Required work:
In the entries below, how many lines contain the word "replace"? State the number and nothing more.

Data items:

#[macro_use]
extern crate log;
#[macro_use]
extern crate derive_builder;

pub mod browser_controller;
pub mod config;
pub mod page_query;
pub mod queries;
pub mod reader;
pub mod scraper;
pub mod session;
pub mod sink;
pub mod types;
pub mod utils;
pub mod writer;
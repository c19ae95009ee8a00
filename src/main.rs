use std::{fs, path::PathBuf};

use anyhow::{Context, Result};
use clap::{Parser, Subcommand};
use console::style;
use log::{info, warn};

use jobsync::{
    browser_controller::BrowserController,
    config::{ReaderConfig, ScrapeConfig},
    page_query::QueryClient,
    reader::ReaderClient,
    scraper::{BrowserListingPage, ScrapeOptions, ScrapeSyncLoop},
    session,
    sink::AirtableSink,
    types::{ReadResult, ScrapeOutcome},
    utils::{sanitize_filename, truncate_chars},
    writer::ResultWriter,
};

const ERROR_EXCERPT_CHARS: usize = 200;

#[derive(Parser, Debug)]
#[command(author, version, about = "Job listing scraper and web reader CLI", long_about = None)]
struct Cli {
    #[command(subcommand)]
    command: Command,
}

#[derive(Subcommand, Debug)]
enum Command {
    /// Log in if no session state exists, then scrape the paginated job
    /// listing and push each page's records to the table store
    Scrape {
        /// Safety bound on the number of listing pages visited
        #[arg(long, default_value_t = 50)]
        max_pages: usize,
        /// Run the browser headless
        #[arg(long, default_value_t = true)]
        headless: bool,
    },
    /// Read a single URL through the web reader and save JSONL + markdown
    Read {
        url: String,
        /// Output file override; the stem names both output files
        #[arg(long)]
        out: Option<PathBuf>,
    },
    /// Read many URLs (one per line) into a single JSONL file
    ReadBulk {
        urls_file: PathBuf,
        #[arg(long, default_value = "pages.jsonl")]
        out: String,
    },
    /// Search the web and save the aggregated cleaned content
    Search {
        query: String,
        #[arg(long, default_value_t = 5)]
        top_k: u32,
        #[arg(long, default_value = "serp.jsonl")]
        out: String,
    },
}

#[tokio::main]
async fn main() -> Result<()> {
    env_logger::init();
    dotenvy::dotenv().ok();

    let cli = Cli::parse();

    match cli.command {
        Command::Scrape {
            max_pages,
            headless,
        } => run_scrape(max_pages, headless).await,
        Command::Read { url, out } => run_read(&url, out).await,
        Command::ReadBulk { urls_file, out } => run_read_bulk(&urls_file, &out).await,
        Command::Search { query, top_k, out } => run_search(&query, top_k, &out).await,
    }
}

async fn run_scrape(max_pages: usize, headless: bool) -> Result<()> {
    let cfg = ScrapeConfig::from_env()?;
    let options = ScrapeOptions::default_builder()
        .max_pages(max_pages)
        .headless(headless)
        .build()?;

    let browser = BrowserController::new(options.browser_timeout, options.headless)?;
    let query = QueryClient::new(cfg.query_api_key.clone());

    if !cfg.session_file.exists() {
        info!("no session state found, logging in...");
        session::establish(&cfg, &browser, &query)
            .await
            .context("login flow failed")?;
    }

    let tab = browser.new_tab()?;
    browser
        .restore_session(&tab, &cfg.session_file)
        .context("could not restore the saved session")?;

    let page = BrowserListingPage::new(browser, tab, query);
    let sink = AirtableSink::new(&cfg.table);
    let listing_url = format!("{}/en/jobs", cfg.base_url);

    let outcome = ScrapeSyncLoop::new(page, sink, options.max_pages)
        .run(&listing_url)
        .await?;

    match outcome {
        ScrapeOutcome::Exhausted {
            pages_visited,
            records_pushed,
        } => info!(
            "listing exhausted after {} pages, {} records pushed",
            pages_visited, records_pushed
        ),
        ScrapeOutcome::SafetyLimitHit {
            pages_visited,
            records_pushed,
        } => warn!(
            "stopped at the {}-page safety bound with {} records pushed; rerun with a higher --max-pages to continue",
            pages_visited, records_pushed
        ),
    }
    Ok(())
}

async fn run_read(url: &str, out: Option<PathBuf>) -> Result<()> {
    let cfg = ReaderConfig::from_env()?;
    let client = ReaderClient::new(&cfg)?;
    let writer = ResultWriter::new(&cfg.output_dir)?;

    let result = client.read_url(url).await?;

    let base = match &out {
        Some(p) => p
            .file_stem()
            .and_then(|s| s.to_str())
            .map(String::from)
            .unwrap_or_else(|| sanitize_filename(url)),
        None => sanitize_filename(url),
    };

    writer.append_jsonl(&format!("{}.json", base), std::slice::from_ref(&result))?;
    if let Some(content) = &result.content {
        writer.write_markdown(&format!("{}.md", base), content)?;
    }

    report(&result, &base);
    Ok(())
}

async fn run_read_bulk(urls_file: &PathBuf, out: &str) -> Result<()> {
    let cfg = ReaderConfig::from_env()?;
    let client = ReaderClient::new(&cfg)?;
    let writer = ResultWriter::new(&cfg.output_dir)?;

    let raw = fs::read_to_string(urls_file)
        .context(format!("could not read urls file {:?}", urls_file))?;
    let urls = raw
        .lines()
        .map(str::trim)
        .filter(|l| !l.is_empty())
        .map(String::from)
        .collect::<Vec<String>>();

    let results = client.read_bulk(&urls).await?;
    let path = writer.append_jsonl(out, &results)?;

    let ok = results.iter().filter(|r| r.error.is_none()).count();
    let failed = results.len() - ok;
    println!(
        "{}, {}. output: {}",
        style(format!("{} ok", ok)).green(),
        style(format!("{} failed", failed)).yellow(),
        path.display()
    );
    Ok(())
}

async fn run_search(query: &str, top_k: u32, out: &str) -> Result<()> {
    let cfg = ReaderConfig::from_env()?;
    let client = ReaderClient::new(&cfg)?;
    let writer = ResultWriter::new(&cfg.output_dir)?;

    let result = client.search_and_read(query, top_k).await?;
    let path = writer.append_jsonl(out, std::slice::from_ref(&result))?;

    match &result.error {
        Some(error) => println!(
            "{}: {}",
            style(format!("error ({})", result.status)).red(),
            truncate_chars(error, ERROR_EXCERPT_CHARS)
        ),
        None => println!(
            "{} results for '{}' -> {}",
            style("saved").green(),
            query,
            path.display()
        ),
    }
    Ok(())
}

fn report(result: &ReadResult, target: &str) {
    match &result.error {
        Some(error) => println!(
            "{}: {}",
            style(format!("error ({})", result.status)).red(),
            truncate_chars(error, ERROR_EXCERPT_CHARS)
        ),
        None => println!("{} {} -> {}", style("saved").green(), result.url, target),
    }
}
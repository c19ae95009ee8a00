use serde::{de::DeserializeOwned, Deserialize, Serialize};
use thiserror::Error;

pub const QUERY_API_URL: &str = "https://api.agentql.com/v1/query-data";

const QUERY_TIMEOUT_SECS: u64 = 60;

#[derive(Error, Debug)]
pub enum QueryError {
    #[error("query api error ({status}): {message}")]
    Api { status: u16, message: String },
    #[error(transparent)]
    Transport(#[from] reqwest::Error),
}

/// Client for the semantic page-query service: ship the current page HTML
/// plus a declarative shape description, get back typed data or per-field
/// element locators.
pub struct QueryClient {
    client: reqwest::Client,
    api_key: String,
}

#[derive(Serialize)]
struct QueryRequest<'a> {
    query: &'a str,
    html: &'a str,
    params: QueryParams<'a>,
}

#[derive(Serialize)]
struct QueryParams<'a> {
    mode: &'a str,
}

#[derive(Deserialize)]
struct QueryResponse<T> {
    data: T,
}

impl QueryClient {
    pub fn new(api_key: String) -> Self {
        let client = reqwest::Client::builder()
            .timeout(std::time::Duration::from_secs(QUERY_TIMEOUT_SECS))
            .build()
            .unwrap_or_default();
        QueryClient { client, api_key }
    }

    /// Structured extraction: the response data matches the record shape in
    /// the query, already typed and coerced.
    pub async fn extract<T: DeserializeOwned>(
        &self,
        html: &str,
        query: &str,
    ) -> Result<T, QueryError> {
        self.post(html, query, "standard").await
    }

    /// Element location: the response data carries a CSS selector per
    /// described field.
    pub async fn elements<T: DeserializeOwned>(
        &self,
        html: &str,
        query: &str,
    ) -> Result<T, QueryError> {
        self.post(html, query, "fast").await
    }

    async fn post<T: DeserializeOwned>(
        &self,
        html: &str,
        query: &str,
        mode: &str,
    ) -> Result<T, QueryError> {
        let resp = self
            .client
            .post(QUERY_API_URL)
            .header("X-API-Key", &self.api_key)
            .json(&QueryRequest {
                query,
                html,
                params: QueryParams { mode },
            })
            .send()
            .await?;

        let status = resp.status();
        if !status.is_success() {
            let body = resp.text().await.unwrap_or_default();
            return Err(QueryError::Api {
                status: status.as_u16(),
                message: body,
            });
        }

        let parsed: QueryResponse<T> = resp.json().await?;
        Ok(parsed.data)
    }
}
use std::{
    fs::{self, OpenOptions},
    io::Write,
    path::{Path, PathBuf},
};

use anyhow::{Context, Result};

use crate::types::ReadResult;

/// Persists reader results under the configured output directory: one JSON
/// line per result (append-only) and markdown bodies as standalone files.
pub struct ResultWriter {
    out_dir: PathBuf,
}

impl ResultWriter {
    pub fn new(base_dir: &Path) -> Result<Self> {
        let out_dir = base_dir.join("reader");
        fs::create_dir_all(&out_dir)
            .context(format!("could not create output directory {:?}", out_dir))?;
        Ok(ResultWriter { out_dir })
    }

    /// Appends each result as one self-contained JSON line. Existing lines
    /// are never rewritten.
    pub fn append_jsonl(&self, name: &str, results: &[ReadResult]) -> Result<PathBuf> {
        let path = self.out_dir.join(name);
        let mut file = OpenOptions::new()
            .create(true)
            .append(true)
            .open(&path)
            .context(format!("could not open {:?} for append", path))?;
        for result in results {
            let line = serde_json::to_string(result)?;
            writeln!(file, "{}", line).context(format!("could not append to {:?}", path))?;
        }
        Ok(path)
    }

    /// Writes the content body, overwriting any prior file at that path.
    pub fn write_markdown(&self, name: &str, content: &str) -> Result<PathBuf> {
        let path = self.out_dir.join(name);
        fs::write(&path, content).context(format!("could not write {:?}", path))?;
        Ok(path)
    }

    pub fn read_jsonl(path: &Path) -> Result<Vec<ReadResult>> {
        let raw = fs::read_to_string(path).context(format!("could not read {:?}", path))?;
        let mut results = vec![];
        for line in raw.lines().filter(|l| !l.trim().is_empty()) {
            let result: ReadResult =
                serde_json::from_str(line).context(format!("invalid result line in {:?}", path))?;
            results.push(result);
        }
        Ok(results)
    }
}
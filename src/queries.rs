//! The declarative queries sent to the page-query service, with the typed
//! shapes their responses deserialize into.

use serde::Deserialize;

use crate::types::JobPost;

pub const EMAIL_QUERY: &str = r#"
{
    login_form {
        email_input
        continue_btn
    }
}
"#;

pub const VERIFY_QUERY: &str = r#"
{
    login_form {
        verify_not_robot_checkbox
    }
}
"#;

pub const PASSWORD_QUERY: &str = r#"
{
    login_form {
        password_input
        continue_btn
    }
}
"#;

pub const JOB_POSTS_QUERY: &str = r#"
{
    job_posts[] {
        org_name
        job_title
        salary
        location
        contract_type(Contract or Full-time)
        location_type(remote or on-site or hybrid)
        date_posted
        url
    }
}
"#;

pub const PAGINATION_QUERY: &str = r#"
{
    pagination {
        next_page_btn
    }
}
"#;

/// A located element, addressed by the CSS selector the service resolved
/// the description to.
#[derive(Debug, Deserialize)]
pub struct Locator {
    pub selector: String,
}

#[derive(Debug, Deserialize)]
pub struct EmailFormData {
    pub login_form: EmailForm,
}

#[derive(Debug, Deserialize)]
pub struct EmailForm {
    pub email_input: Locator,
    pub continue_btn: Locator,
}

#[derive(Debug, Deserialize)]
pub struct VerifyFormData {
    pub login_form: VerifyForm,
}

#[derive(Debug, Deserialize)]
pub struct VerifyForm {
    pub verify_not_robot_checkbox: Locator,
}

#[derive(Debug, Deserialize)]
pub struct PasswordFormData {
    pub login_form: PasswordForm,
}

#[derive(Debug, Deserialize)]
pub struct PasswordForm {
    pub password_input: Locator,
    pub continue_btn: Locator,
}

#[derive(Debug, Deserialize)]
pub struct JobPostsData {
    pub job_posts: Vec<JobPost>,
}

#[derive(Debug, Deserialize)]
pub struct PaginationData {
    pub pagination: Pagination,
}

#[derive(Debug, Deserialize)]
pub struct Pagination {
    /// Absent on the last page of some listings.
    pub next_page_btn: Option<Locator>,
}

#[cfg(test)]
mod test {
    use super::*;

    #[test]
    fn extraction_payload_parses_into_job_posts() {
        let raw = r#"
        {
            "job_posts": [
                {
                    "org_name": "Riverside Shelter",
                    "job_title": "Volunteer Coordinator",
                    "salary": "$52,000 - $58,000",
                    "location": "Portland, OR",
                    "contract_type": "Full-time",
                    "location_type": "hybrid",
                    "date_posted": "2 days ago",
                    "url": "https://example.org/jobs/42"
                },
                {
                    "org_name": "Open Maps Lab",
                    "job_title": "GIS Contractor",
                    "salary": null,
                    "location": "Remote, USA",
                    "contract_type": "Contract",
                    "location_type": "remote",
                    "date_posted": "today",
                    "url": "https://example.org/jobs/43"
                }
            ]
        }
        "#;

        let data: JobPostsData = serde_json::from_str(raw).unwrap();
        assert_eq!(data.job_posts.len(), 2);
        assert_eq!(data.job_posts[0].org_name, "Riverside Shelter");
        assert!(data.job_posts[1].salary.is_none());
    }

    #[test]
    fn pagination_payload_allows_missing_control() {
        let with: PaginationData = serde_json::from_str(
            r#"{"pagination": {"next_page_btn": {"selector": "a[rel=next]"}}}"#,
        )
        .unwrap();
        assert!(with.pagination.next_page_btn.is_some());

        let without: PaginationData =
            serde_json::from_str(r#"{"pagination": {"next_page_btn": null}}"#).unwrap();
        assert!(without.pagination.next_page_btn.is_none());
    }
}
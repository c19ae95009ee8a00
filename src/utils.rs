use rand::{distributions::Alphanumeric, thread_rng, Rng};
use std::{fs, path::PathBuf, time::Duration};

use anyhow::Result;
use tokio::time::{sleep, Instant};

/// Poll `predicate` every `interval` until it holds, erroring once `timeout`
/// has elapsed. A predicate error ends the wait immediately.
pub async fn wait_for<F>(timeout: Duration, interval: Duration, mut predicate: F) -> Result<()>
where
    F: FnMut() -> Result<bool>,
{
    let deadline = Instant::now() + timeout;
    loop {
        if predicate()? {
            return Ok(());
        }
        if Instant::now() >= deadline {
            anyhow::bail!("condition not met within {:?}", timeout);
        }
        sleep(interval).await;
    }
}

/// Turn a URL into a safe file base name.
/// `https://example.com/foo?bar=1` becomes `example_foo_bar_1`.
pub fn sanitize_filename(url: &str) -> String {
    let stripped = url
        .replace("https://", "")
        .replace("http://", "")
        .replace(".com", "");

    let mut out = String::with_capacity(stripped.len());
    let mut prev_underscore = false;
    for c in stripped.chars() {
        if c.is_ascii_alphanumeric() {
            out.push(c);
            prev_underscore = false;
        } else if !prev_underscore {
            out.push('_');
            prev_underscore = true;
        }
    }
    out.trim_matches('_').to_string()
}

/// Char-safe truncation, for bounded error excerpts.
pub fn truncate_chars(s: &str, max: usize) -> String {
    s.chars().take(max).collect()
}

pub fn get_random_string(len: i32) -> String {
    thread_rng()
        .sample_iter(&Alphanumeric)
        .take(len as usize)
        .map(char::from)
        .collect()
}

pub fn create_random_tmp_folder() -> Result<PathBuf> {
    let rand_folder_name: String = get_random_string(11);

    let path = PathBuf::from(format!("/tmp/jobsync-{}", rand_folder_name));
    fs::create_dir(&path)?;
    Ok(path)
}

#[cfg(test)]
mod test {
    use super::*;

    macro_rules! aw {
        ($e:expr) => {
            tokio_test::block_on($e)
        };
    }

    #[test]
    fn sanitizes_url_to_base_name() {
        assert_eq!(
            sanitize_filename("https://example.com/foo?bar=1"),
            "example_foo_bar_1"
        );
        assert_eq!(sanitize_filename("http://example.com/"), "example");
        assert_eq!(
            sanitize_filename("https://docs.example.org/a/b#frag"),
            "docs_example_org_a_b_frag"
        );
    }

    #[test]
    fn truncates_on_char_boundaries() {
        assert_eq!(truncate_chars("héllo", 2), "hé");
        assert_eq!(truncate_chars("short", 500), "short");
    }

    #[test]
    fn wait_for_returns_once_predicate_holds() {
        let mut calls = 0;
        aw!(wait_for(
            Duration::from_millis(100),
            Duration::from_millis(1),
            || {
                calls += 1;
                Ok(calls >= 3)
            }
        ))
        .unwrap();
        assert_eq!(calls, 3);
    }

    #[test]
    fn wait_for_errors_after_timeout() {
        let res = aw!(wait_for(
            Duration::from_millis(10),
            Duration::from_millis(2),
            || Ok(false)
        ));
        assert!(res.is_err());
    }

    #[test]
    fn wait_for_propagates_predicate_errors() {
        let res = aw!(wait_for(
            Duration::from_millis(100),
            Duration::from_millis(1),
            || anyhow::bail!("evaluation failed")
        ));
        assert!(res.is_err());
    }

    #[test]
    fn creates_a_random_folder() {
        let p = create_random_tmp_folder().unwrap();
        assert!(p.exists());
        fs::remove_dir(p).unwrap();
    }
}
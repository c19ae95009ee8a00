use std::path::PathBuf;

use anyhow::{anyhow, Result};

pub const SITE_URL: &str = "https://www.idealist.org";
pub const SESSION_FILE: &str = "idealist_login.json";

/// Everything the scrape pipeline needs, read from the environment once at
/// startup and passed by reference from there on.
#[derive(Debug, Clone)]
pub struct ScrapeConfig {
    pub email: String,
    pub password: String,
    pub query_api_key: String,
    pub table: TableConfig,
    pub base_url: String,
    pub session_file: PathBuf,
}

#[derive(Debug, Clone)]
pub struct TableConfig {
    pub api_key: String,
    pub base_id: String,
    pub table_name: String,
}

impl ScrapeConfig {
    pub fn from_env() -> Result<Self> {
        Ok(ScrapeConfig {
            email: require("EMAIL")?,
            password: require("PASSWORD")?,
            query_api_key: require("AGENTQL_API_KEY")?,
            table: TableConfig {
                api_key: require("AIRTABLE_API_KEY")?,
                base_id: require("AIRTABLE_BASE_ID")?,
                table_name: require("AIRTABLE_TABLE_NAME")?,
            },
            base_url: SITE_URL.into(),
            session_file: PathBuf::from(SESSION_FILE),
        })
    }
}

/// Reader pipeline configuration. The API key and rendering mode are
/// optional; the output directory is not.
#[derive(Debug, Clone)]
pub struct ReaderConfig {
    pub api_key: Option<String>,
    pub browser_mode: Option<String>,
    pub output_dir: PathBuf,
}

impl ReaderConfig {
    pub fn from_env() -> Result<Self> {
        Ok(ReaderConfig {
            api_key: optional("JINA_API_KEY"),
            browser_mode: optional("JINA_BROWSER"),
            output_dir: PathBuf::from(require("OUTPUT_DIR")?),
        })
    }
}

fn require(name: &str) -> Result<String> {
    std::env::var(name).map_err(|_| anyhow!("required environment variable {} is not set", name))
}

fn optional(name: &str) -> Option<String> {
    std::env::var(name).ok().filter(|v| !v.is_empty())
}
use anyhow::{Context, Result};
use headless_chrome::protocol::cdp::Network::{Cookie, CookieParam};
use headless_chrome::Tab;
use headless_chrome::{browser::default_executable, Browser, LaunchOptions};
use rand::Rng;
use serde::{Deserialize, Serialize};
use std::fs;
use std::path::Path;
use std::sync::Arc;
use std::time::Duration;
use sysinfo::{Pid, PidExt, ProcessExt, System, SystemExt};
use tokio::time::sleep;

use crate::utils::wait_for;

const READY_POLL_INTERVAL: Duration = Duration::from_millis(250);
// settle window after navigation, in seconds
const MIN_SETTLE_SECS: u64 = 1;
const MAX_SETTLE_SECS: u64 = 3;

/// The cookie fields persisted between runs as the session file.
#[derive(Debug, Serialize, Deserialize)]
pub struct SessionCookie {
    pub name: String,
    pub value: String,
    pub domain: String,
    pub path: String,
    pub expires: f64,
    pub http_only: bool,
    pub secure: bool,
}

impl From<&Cookie> for SessionCookie {
    fn from(c: &Cookie) -> Self {
        SessionCookie {
            name: c.name.clone(),
            value: c.value.clone(),
            domain: c.domain.clone(),
            path: c.path.clone(),
            expires: c.expires,
            http_only: c.http_only,
            secure: c.secure,
        }
    }
}

impl SessionCookie {
    fn to_param(&self) -> CookieParam {
        CookieParam {
            name: self.name.clone(),
            value: self.value.clone(),
            url: None,
            domain: Some(self.domain.clone()),
            path: Some(self.path.clone()),
            secure: Some(self.secure),
            http_only: Some(self.http_only),
            same_site: None,
            expires: Some(self.expires),
            priority: None,
            same_party: None,
            source_scheme: None,
            source_port: None,
            partition_key: None,
        }
    }
}

pub struct BrowserController {
    browser: Browser,
    ready_timeout: Duration,
}

impl BrowserController {
    pub fn new(timeout_secs: u64, headless: bool) -> Result<Self> {
        let is_docker = std::env::var("IN_DOCKER").is_ok();
        let options = LaunchOptions::default_builder()
            .path(Some(default_executable().map_err(anyhow::Error::msg)?))
            .headless(headless)
            .window_size(Some((1920, 1080)))
            .idle_browser_timeout(Duration::from_secs(timeout_secs))
            // warning only do this if in docker env
            .sandbox(!is_docker)
            .build()
            .context("could not assemble browser launch options")?;
        let browser = Browser::new(options).context("browser launching error")?;

        Ok(BrowserController {
            browser,
            ready_timeout: Duration::from_secs(timeout_secs),
        })
    }

    pub fn new_tab(&self) -> Result<Arc<Tab>> {
        // we create a new incognito window (no context)
        let ctx = self
            .browser
            .new_context()
            .context("could not create incognito context")?;
        let tab = ctx.new_tab().context("could not create new tab")?;
        Ok(tab)
    }

    pub async fn goto(&self, tab: &Arc<Tab>, url: &str) -> Result<()> {
        let nv = match tab.navigate_to(url) {
            Ok(t) => t,
            Err(e) => {
                error!("could not navigate to {} with error {}", url, e);
                tab.navigate_to(url)?
            }
        };
        if let Err(e) = nv.wait_until_navigated() {
            // we wait one more timeout
            warn!("error waiting for navigation, retrying {}", e);
            nv.wait_until_navigated()?;
        }

        let settle = {
            let mut rng = rand::thread_rng();
            rng.gen_range(MIN_SETTLE_SECS..=MAX_SETTLE_SECS)
        };
        debug!("letting {} settle for {} seconds", url, settle);
        sleep(Duration::from_secs(settle)).await;

        self.wait_ready(tab).await
    }

    /// Polls the document ready state until the page is stable for the next
    /// interaction, bounded by the browser timeout.
    pub async fn wait_ready(&self, tab: &Arc<Tab>) -> Result<()> {
        wait_for(self.ready_timeout, READY_POLL_INTERVAL, || {
            let state = tab.evaluate("document.readyState", false)?;
            Ok(matches!(
                state.value,
                Some(serde_json::Value::String(ref s)) if s == "complete"
            ))
        })
        .await
        .context(format!(
            "page {} did not reach a ready state",
            tab.get_url()
        ))
    }

    pub fn fill(&self, tab: &Arc<Tab>, selector: &str, text: &str) -> Result<()> {
        let element = tab
            .find_element(selector)
            .context(format!("no element matching {}", selector))?;
        element
            .click()
            .context(format!("could not focus {}", selector))?;
        tab.type_str(text)
            .context(format!("could not type into {}", selector))?;
        Ok(())
    }

    pub fn click(&self, tab: &Arc<Tab>, selector: &str) -> Result<()> {
        tab.find_element(selector)
            .context(format!("no element matching {}", selector))?
            .click()
            .context(format!("could not click {}", selector))?;
        Ok(())
    }

    pub fn save_session(&self, tab: &Arc<Tab>, path: &Path) -> Result<()> {
        let cookies = tab.get_cookies().context("could not read session cookies")?;
        let stored = cookies
            .iter()
            .map(SessionCookie::from)
            .collect::<Vec<SessionCookie>>();
        let json = serde_json::to_string_pretty(&stored)?;
        fs::write(path, json).context(format!("could not write session file {:?}", path))?;
        Ok(())
    }

    pub fn restore_session(&self, tab: &Arc<Tab>, path: &Path) -> Result<()> {
        let raw = fs::read_to_string(path)
            .context(format!("could not read session file {:?}", path))?;
        let stored: Vec<SessionCookie> =
            serde_json::from_str(&raw).context("session file is not valid cookie state")?;
        let params = stored
            .iter()
            .map(SessionCookie::to_param)
            .collect::<Vec<CookieParam>>();
        tab.set_cookies(params)
            .context("could not restore session cookies")?;
        debug!("restored {} cookies from {:?}", stored.len(), path);
        Ok(())
    }

    pub fn kill(&self) -> bool {
        let pid = match self.browser.get_process_id() {
            Some(pid) => pid,
            None => return false,
        };
        let s = System::new();
        if let Some(process) = s.process(Pid::from_u32(pid)) {
            debug!("killing process with id {}", pid);
            process.kill();
            return true;
        }
        false
    }
}

impl Drop for BrowserController {
    fn drop(&mut self) {
        debug!("killing browser process...");
        self.kill();
    }
}

#[cfg(test)]
mod test {
    use super::*;

    #[test]
    fn session_cookie_round_trips_through_json() {
        let cookie = SessionCookie {
            name: "sid".into(),
            value: "abc123".into(),
            domain: ".example.org".into(),
            path: "/".into(),
            expires: 1_900_000_000.0,
            http_only: true,
            secure: true,
        };
        let json = serde_json::to_string(&vec![cookie]).unwrap();
        let back: Vec<SessionCookie> = serde_json::from_str(&json).unwrap();
        assert_eq!(back.len(), 1);
        assert_eq!(back[0].name, "sid");
        assert_eq!(back[0].domain, ".example.org");

        let param = back[0].to_param();
        assert_eq!(param.name, "sid");
        assert_eq!(param.domain.as_deref(), Some(".example.org"));
    }
}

Exercise result:
3